//! Pool engine for constant-product liquidity pools.
//!
//! This crate drives every state change of the swap module:
//! - Deposits that create pools or add liquidity for shares
//! - Withdrawals that burn shares for their reserve value
//! - Exact-input and exact-output swaps with slippage limits
//! - Genesis import and export
//! - Invariant checks over records and the reserve account
//! - A circuit breaker that halts the engine on fatal violations

/// Prelude module for convenient imports.
pub mod prelude;

/// Account balances and transfers.
pub mod bank;
/// Circuit breaker for fatal violations.
pub mod emergency;
/// Engine errors.
pub mod error;
/// Events emitted by committed operations.
pub mod events;
/// Callbacks on share record changes.
pub mod hooks;
/// Invariants over the committed state.
pub mod invariants;
/// The pool manager and its operations.
pub mod manager;
/// Parameter sources.
pub mod params;
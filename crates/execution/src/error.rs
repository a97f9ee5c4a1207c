//! Errors returned by the pool manager.

use crate::bank::BankError;
use amm_data::StoreError;
use amm_domain::error::{
    GenesisError, InvariantViolation, ParamsError, PoolError, RequestError,
};
use thiserror::Error;

/// Error returned by every [`crate::manager::PoolManager`] operation.
///
/// Everything except [`SwapError::Fatal`] and [`SwapError::Halted`] leaves the
/// engine usable. A fatal error halts the engine and every later call fails
/// with [`SwapError::Halted`] carrying the first violation.
#[derive(Debug, Clone, PartialEq, Eq, Error)]
pub enum SwapError {
    #[error(transparent)]
    Pool(#[from] PoolError),
    #[error(transparent)]
    Request(#[from] RequestError),
    #[error(transparent)]
    Params(#[from] ParamsError),
    #[error(transparent)]
    Genesis(#[from] GenesisError),
    #[error(transparent)]
    Bank(#[from] BankError),
    /// The engine stopped after an earlier invariant violation.
    #[error("engine halted: {0}")]
    Halted(InvariantViolation),
    /// State is inconsistent; the engine halts.
    #[error(transparent)]
    Fatal(#[from] InvariantViolation),
}

impl SwapError {
    /// True for errors that halt the engine.
    #[must_use]
    pub fn is_fatal(&self) -> bool {
        matches!(self, SwapError::Fatal(_) | SwapError::Halted(_))
    }

    /// The recoverable pool error, if this is one.
    #[must_use]
    pub fn as_pool_error(&self) -> Option<&PoolError> {
        match self {
            SwapError::Pool(e) => Some(e),
            _ => None,
        }
    }
}

impl From<StoreError> for SwapError {
    fn from(err: StoreError) -> Self {
        match err {
            // a caller-supplied key, not stored state
            StoreError::DepositorTooLong(_) => {
                SwapError::Request(RequestError::InvalidAddress(err.to_string()))
            }
            _ => SwapError::Fatal(InvariantViolation::new(format!("store corrupted: {err}"))),
        }
    }
}
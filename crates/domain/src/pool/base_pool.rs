//! Unitless constant-product liquidity pool.
//!
//! The pool is symmetric: for any operation `F`, applying it to `(A, B, s)`
//! and the mirrored operation to `(B, A, s)` yields mirrored state. Every
//! intermediate product is formed in 512 bits, so the pool only overflows
//! when a reserve or the share supply itself leaves the 256-bit range.
//!
//! Operations given zero inputs, or shares above the total supply, return
//! [`InvariantViolation`]: callers are expected to have rejected those values
//! already, so reaching the core with them indicates a bug.

use crate::error::{InvariantViolation, PoolError};
use crate::math::constant_product::{calculate_k, input_for_exact_output, output_for_exact_input};
use crate::math::dec::Dec;
use crate::math::sqrt::geometric_mean;
use primitive_types::{U256, U512};
use tracing::debug;

fn narrow(value: U512, what: &str) -> Result<U256, InvariantViolation> {
    U256::try_from(value)
        .map_err(|_| InvariantViolation::new(format!("{what} overflows 256 bits: {value}")))
}

fn checked_add(a: U256, b: U256, what: &str) -> Result<U256, InvariantViolation> {
    a.checked_add(b)
        .ok_or_else(|| InvariantViolation::new(format!("{what} overflows 256 bits")))
}

/// Reserves and share supply of a two-asset pool.
#[derive(Debug, Clone, PartialEq, Eq)]
pub struct BasePool {
    reserves_a: U256,
    reserves_b: U256,
    total_shares: U256,
}

impl BasePool {
    /// Creates a pool whose initial shares are `floor(sqrt(a * b))`.
    pub fn new(reserves_a: U256, reserves_b: U256) -> Result<Self, PoolError> {
        if reserves_a.is_zero() || reserves_b.is_zero() {
            return Err(PoolError::InvalidPool(
                "reserves must be greater than zero".into(),
            ));
        }

        Ok(Self {
            reserves_a,
            reserves_b,
            total_shares: geometric_mean(reserves_a, reserves_b),
        })
    }

    /// Rehydrates a pool from persisted reserves and share supply.
    pub fn with_existing_shares(
        reserves_a: U256,
        reserves_b: U256,
        total_shares: U256,
    ) -> Result<Self, PoolError> {
        if reserves_a.is_zero() || reserves_b.is_zero() {
            return Err(PoolError::InvalidPool(
                "reserves must be greater than zero".into(),
            ));
        }
        if total_shares.is_zero() {
            return Err(PoolError::InvalidPool(
                "total shares must be greater than zero".into(),
            ));
        }

        Ok(Self {
            reserves_a,
            reserves_b,
            total_shares,
        })
    }

    #[must_use]
    pub fn reserves_a(&self) -> U256 {
        self.reserves_a
    }

    #[must_use]
    pub fn reserves_b(&self) -> U256 {
        self.reserves_b
    }

    #[must_use]
    pub fn total_shares(&self) -> U256 {
        self.total_shares
    }

    /// True once every share has been withdrawn.
    #[must_use]
    pub fn is_empty(&self) -> bool {
        self.reserves_a.is_zero() && self.reserves_b.is_zero()
    }

    /// Adds liquidity at the current reserve ratio.
    ///
    /// Returns `(actual_a, actual_b, shares_minted)`. The actual amounts never
    /// exceed the desired ones. An empty pool is reinitialized with the
    /// desired amounts.
    pub fn add_liquidity(
        &mut self,
        desired_a: U256,
        desired_b: U256,
    ) -> Result<(U256, U256, U256), InvariantViolation> {
        if desired_a.is_zero() {
            return Err(InvariantViolation::new(
                "invalid value: deposit A must be positive",
            ));
        }
        if desired_b.is_zero() {
            return Err(InvariantViolation::new(
                "invalid value: deposit B must be positive",
            ));
        }

        if self.is_empty() {
            self.reserves_a = desired_a;
            self.reserves_b = desired_b;
            self.total_shares = geometric_mean(desired_a, desired_b);
            return Ok((desired_a, desired_b, self.total_shares));
        }
        self.assert_reserves_are_positive()?;

        // optimal_b = reserves_b * desired_a / reserves_a; compare
        // optimal_b <= desired_b without dividing first.
        let product_a = self.reserves_b.full_mul(desired_a);
        let product_b = self.reserves_a.full_mul(desired_b);

        let (actual_a, actual_b) = if product_a <= product_b {
            let optimal_b = narrow(product_a / U512::from(self.reserves_a), "deposit B")?;
            (desired_a, optimal_b)
        } else {
            let optimal_a = narrow(product_b / U512::from(self.reserves_b), "deposit A")?;
            (optimal_a, desired_b)
        };

        // the smaller ratio keeps the share ratio at or below both deposit
        // ratios and makes the result independent of reserve order
        let shares_a = actual_a.full_mul(self.total_shares) / U512::from(self.reserves_a);
        let shares_b = actual_b.full_mul(self.total_shares) / U512::from(self.reserves_b);
        let shares = narrow(shares_a.min(shares_b), "minted shares")?;

        let reserves_a = checked_add(self.reserves_a, actual_a, "reserves A")?;
        let reserves_b = checked_add(self.reserves_b, actual_b, "reserves B")?;
        let total_shares = checked_add(self.total_shares, shares, "total shares")?;

        debug!(
            actual_a = %actual_a,
            actual_b = %actual_b,
            shares = %shares,
            "Liquidity added"
        );

        self.reserves_a = reserves_a;
        self.reserves_b = reserves_b;
        self.total_shares = total_shares;

        Ok((actual_a, actual_b, shares))
    }

    /// Removes `shares` and returns the withdrawn `(a, b)`.
    pub fn remove_liquidity(&mut self, shares: U256) -> Result<(U256, U256), InvariantViolation> {
        let (withdraw_a, withdraw_b) = self.share_value(shares)?;

        // share_value bounds every operand, so none of these can underflow
        self.reserves_a -= withdraw_a;
        self.reserves_b -= withdraw_b;
        self.total_shares -= shares;

        Ok((withdraw_a, withdraw_b))
    }

    /// Value of `shares` as `(reserves_a * shares / total, reserves_b * shares / total)`.
    pub fn share_value(&self, shares: U256) -> Result<(U256, U256), InvariantViolation> {
        if shares.is_zero() {
            return Err(InvariantViolation::new(
                "invalid value: shares must be positive",
            ));
        }
        if shares > self.total_shares {
            return Err(InvariantViolation::new(format!(
                "out of bounds: shares {} > total shares {}",
                shares, self.total_shares
            )));
        }

        let total = U512::from(self.total_shares);
        let value_a = narrow(self.reserves_a.full_mul(shares) / total, "share value A")?;
        let value_b = narrow(self.reserves_b.full_mul(shares) / total, "share value B")?;
        Ok((value_a, value_b))
    }

    /// Trades exactly `a` for B. Returns `(b_out, fee_paid_in_a)`.
    pub fn swap_exact_a_for_b(
        &mut self,
        a: U256,
        fee: Dec,
    ) -> Result<(U256, U256), InvariantViolation> {
        let (b, fee_value) = output_for_exact_input(a, self.reserves_a, self.reserves_b, fee)?;
        let new_a = checked_add(self.reserves_a, a, "reserves A")?;
        self.assert_invariant_and_update_reserves(
            new_a,
            fee_value,
            self.reserves_b - b,
            U256::zero(),
        )?;
        Ok((b, fee_value))
    }

    /// Trades exactly `b` for A. Returns `(a_out, fee_paid_in_b)`.
    pub fn swap_exact_b_for_a(
        &mut self,
        b: U256,
        fee: Dec,
    ) -> Result<(U256, U256), InvariantViolation> {
        let (a, fee_value) = output_for_exact_input(b, self.reserves_b, self.reserves_a, fee)?;
        let new_b = checked_add(self.reserves_b, b, "reserves B")?;
        self.assert_invariant_and_update_reserves(
            self.reserves_a - a,
            U256::zero(),
            new_b,
            fee_value,
        )?;
        Ok((a, fee_value))
    }

    /// Trades A for exactly `b`. Returns `(a_in, fee_paid_in_a)`.
    pub fn swap_a_for_exact_b(
        &mut self,
        b: U256,
        fee: Dec,
    ) -> Result<(U256, U256), InvariantViolation> {
        let (a, fee_value) = input_for_exact_output(b, self.reserves_b, self.reserves_a, fee)?;
        let new_a = checked_add(self.reserves_a, a, "reserves A")?;
        self.assert_invariant_and_update_reserves(
            new_a,
            fee_value,
            self.reserves_b - b,
            U256::zero(),
        )?;
        Ok((a, fee_value))
    }

    /// Trades B for exactly `a`. Returns `(b_in, fee_paid_in_b)`.
    pub fn swap_b_for_exact_a(
        &mut self,
        a: U256,
        fee: Dec,
    ) -> Result<(U256, U256), InvariantViolation> {
        let (b, fee_value) = input_for_exact_output(a, self.reserves_a, self.reserves_b, fee)?;
        let new_b = checked_add(self.reserves_b, b, "reserves B")?;
        self.assert_invariant_and_update_reserves(
            self.reserves_a - a,
            U256::zero(),
            new_b,
            fee_value,
        )?;
        Ok((b, fee_value))
    }

    /// Rejects the trade if `(A' - feeA) * (B' - feeB) < A * B`, otherwise
    /// stores the new reserves.
    fn assert_invariant_and_update_reserves(
        &mut self,
        new_reserves_a: U256,
        fee_a: U256,
        new_reserves_b: U256,
        fee_b: U256,
    ) -> Result<(), InvariantViolation> {
        let invariant = calculate_k(self.reserves_a, self.reserves_b);
        let new_invariant = calculate_k(new_reserves_a - fee_a, new_reserves_b - fee_b);

        if invariant > new_invariant {
            return Err(InvariantViolation::new(format!(
                "invalid state: invariant {invariant} decreased to {new_invariant}"
            )));
        }

        self.reserves_a = new_reserves_a;
        self.reserves_b = new_reserves_b;
        Ok(())
    }

    fn assert_reserves_are_positive(&self) -> Result<(), InvariantViolation> {
        if self.reserves_a.is_zero() {
            return Err(InvariantViolation::new(
                "invalid state: reserves A must be positive",
            ));
        }
        if self.reserves_b.is_zero() {
            return Err(InvariantViolation::new(
                "invalid state: reserves B must be positive",
            ));
        }
        Ok(())
    }
}


#[cfg(test)]
mod proptest_properties {
    use super::*;
    use proptest::prelude::*;
    use std::str::FromStr;

    fn reserve_strategy() -> impl Strategy<Value = u128> {
        1u128..=1_000_000_000_000_000_000_000u128
    }

    fn fee_strategy() -> impl Strategy<Value = Dec> {
        prop_oneof![
            Just("0"),
            Just("0.001"),
            Just("0.0025"),
            Just("0.003"),
            Just("0.05"),
        ]
        .prop_map(|raw| Dec::from_str(raw).unwrap_or(Dec::ZERO))
    }

    proptest! {
        #![proptest_config(ProptestConfig::with_cases(64))]

        #[test]
        fn prop_creator_withdraws_exact_reserves(
            ra in reserve_strategy(),
            rb in reserve_strategy(),
        ) {
            let Ok(mut pool) = BasePool::new(U256::from(ra), U256::from(rb)) else {
                return Ok(());
            };
            let shares = pool.total_shares();
            prop_assert_eq!(shares, geometric_mean(U256::from(ra), U256::from(rb)));

            let Ok((a, b)) = pool.remove_liquidity(shares) else {
                return Err(TestCaseError::fail("full withdraw failed"));
            };
            prop_assert_eq!(a, U256::from(ra));
            prop_assert_eq!(b, U256::from(rb));
            prop_assert!(pool.is_empty());
        }

        #[test]
        fn prop_add_liquidity_respects_desired_and_ratio(
            ra in reserve_strategy(),
            rb in reserve_strategy(),
            da in reserve_strategy(),
            db in reserve_strategy(),
        ) {
            let Ok(mut pool) = BasePool::new(U256::from(ra), U256::from(rb)) else {
                return Ok(());
            };
            let shares_before = pool.total_shares();
            let Ok((a, b, minted)) = pool.add_liquidity(U256::from(da), U256::from(db)) else {
                return Err(TestCaseError::fail("add liquidity failed"));
            };

            prop_assert!(a <= U256::from(da));
            prop_assert!(b <= U256::from(db));
            prop_assert!(minted.full_mul(U256::from(ra)) <= shares_before.full_mul(a));
            prop_assert!(minted.full_mul(U256::from(rb)) <= shares_before.full_mul(b));
        }

        #[test]
        fn prop_swap_never_decreases_product(
            ra in reserve_strategy(),
            rb in reserve_strategy(),
            amount in 1u128..=1_000_000_000_000u128,
            fee in fee_strategy(),
        ) {
            let Ok(mut pool) = BasePool::new(U256::from(ra), U256::from(rb)) else {
                return Ok(());
            };
            let k_before = calculate_k(pool.reserves_a(), pool.reserves_b());

            let Ok(_) = pool.swap_exact_a_for_b(U256::from(amount), fee) else {
                return Err(TestCaseError::fail("exact input swap failed"));
            };
            prop_assert!(calculate_k(pool.reserves_a(), pool.reserves_b()) >= k_before);
        }

        #[test]
        fn prop_swaps_are_symmetric(
            ra in reserve_strategy(),
            rb in reserve_strategy(),
            amount in 1u128..=1_000_000_000u128,
            fee in fee_strategy(),
        ) {
            let (Ok(mut forward), Ok(mut mirrored)) = (
                BasePool::new(U256::from(ra), U256::from(rb)),
                BasePool::new(U256::from(rb), U256::from(ra)),
            ) else {
                return Ok(());
            };

            let forward_result = forward.swap_exact_a_for_b(U256::from(amount), fee);
            let mirrored_result = mirrored.swap_exact_b_for_a(U256::from(amount), fee);
            prop_assert_eq!(forward_result, mirrored_result);
            prop_assert_eq!(forward.reserves_a(), mirrored.reserves_b());
            prop_assert_eq!(forward.reserves_b(), mirrored.reserves_a());
        }
    }
}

EXERCISE:
From the data above, copy each line that holds "BankError".

RESPONSE TO THIS EXERCISE:
use crate::bank::BankError;
    Bank(#[from] BankError),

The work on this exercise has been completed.